SAN DIEGO (KGTV) — San Diego County leaders are working with the state to develop an easy-to-use tool to help people determine when they are eligible for COVID-19 vaccination and schedule appointments.
The new CalVax system should be available in the next ten days, according to County Public Health Officer Dr. Wilma Wooten.
The state-run application will allow people to put in their information and determine which phase and tier they fall into, schedule an appointment, and sign up for email and text alerts.
“I know this will alleviate tremendous anxiety,” County Supervisor Nathan Fletcher said Wednesday. “We will be an early adopter, a pilot project, one of the very few counties that’s selected to go early.”
Currently, individuals must decipher their eligibility from this page on the County Health Department’s website.
Appointments at county-run sites can be made here, although county sites are currently only accepting healthcare workers and residents of long-term care facilities.
County leaders say the plan is to start accepting signups from people 65 and older beginning the week of January 25. That will give seniors access to county-run sites like the Super Station at Petco Park.
On the flip side, some individual healthcare providers like UC San Diego Health have announced they will start vaccinating seniors sooner. Those providers will reach out to their patients directly.
The complicated, staggered rollout is designed to give healthcare providers with extra doses flexibility, while maintaining priority for individuals who are most at risk, according to Dr. Christian Ramers, a member of the county’s vaccine advisory group.
“We can’t lose sight of the fact there should be some priority to this,” he said. “An 85-year-old with an underlying condition is actually at much higher risk of COVID than a healthy 65-year-old.”

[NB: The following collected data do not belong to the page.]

use sqlx::PgPool;
use thiserror::Error;

#[derive(Debug, Error)]
pub enum MigrationError {
    #[error("migration failed: {0}")]
    Sqlx(#[from] sqlx::Error),
}

pub async fn run_migrations(pool: &PgPool) -> Result<(), MigrationError> {
    tracing::info!("Running database migrations...");

    sqlx::query(
        r#"
        CREATE TABLE IF NOT EXISTS "_migrations" (
            "id" SERIAL PRIMARY KEY,
            "name" TEXT NOT NULL UNIQUE,
            "applied_at" TIMESTAMP NOT NULL DEFAULT NOW()
        )
        "#,
    )
    .execute(pool)
    .await?;

    let applied: Vec<String> =
        sqlx::query_scalar(r#"SELECT "name" FROM "_migrations" ORDER BY "id""#)
            .fetch_all(pool)
            .await?;

    let migrations = [(
        "001_init_schema",
        include_str!("../../sql/001_init_schema.sql"),
    )];

    for (name, sql) in migrations {
        if applied.iter().any(|m| m == name) {
            continue;
        }

        tracing::info!(migration = name, "applying migration");
        for statement in sql.split(';') {
            let statement = statement.trim();
            if statement.is_empty() {
                continue;
            }
            sqlx::query(statement).execute(pool).await?;
        }

        sqlx::query(r#"INSERT INTO "_migrations" ("name") VALUES ($1)"#)
            .bind(name)
            .execute(pool)
            .await?;
    }

    tracing::info!("database migrations up to date");
    Ok(())
}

Dr. Wooten said the county hopes to open vaccinations to the next part of Phase 1B in “early February.” That tier includes people who work in education and childcare, emergency services, and food and agriculture, including grocery and restaurant workers.
The vaccine advisory group is still working out some of the details, but Dr. Ramers said the county is unlikely to require people in that tier to show proof of their employment.
“Anytime you introduce a complexity, that can serve as a barrier,” he said. “I don’t want to make this like a voter ID law that prevents people from voting. We want people to come in and get vaccinated.”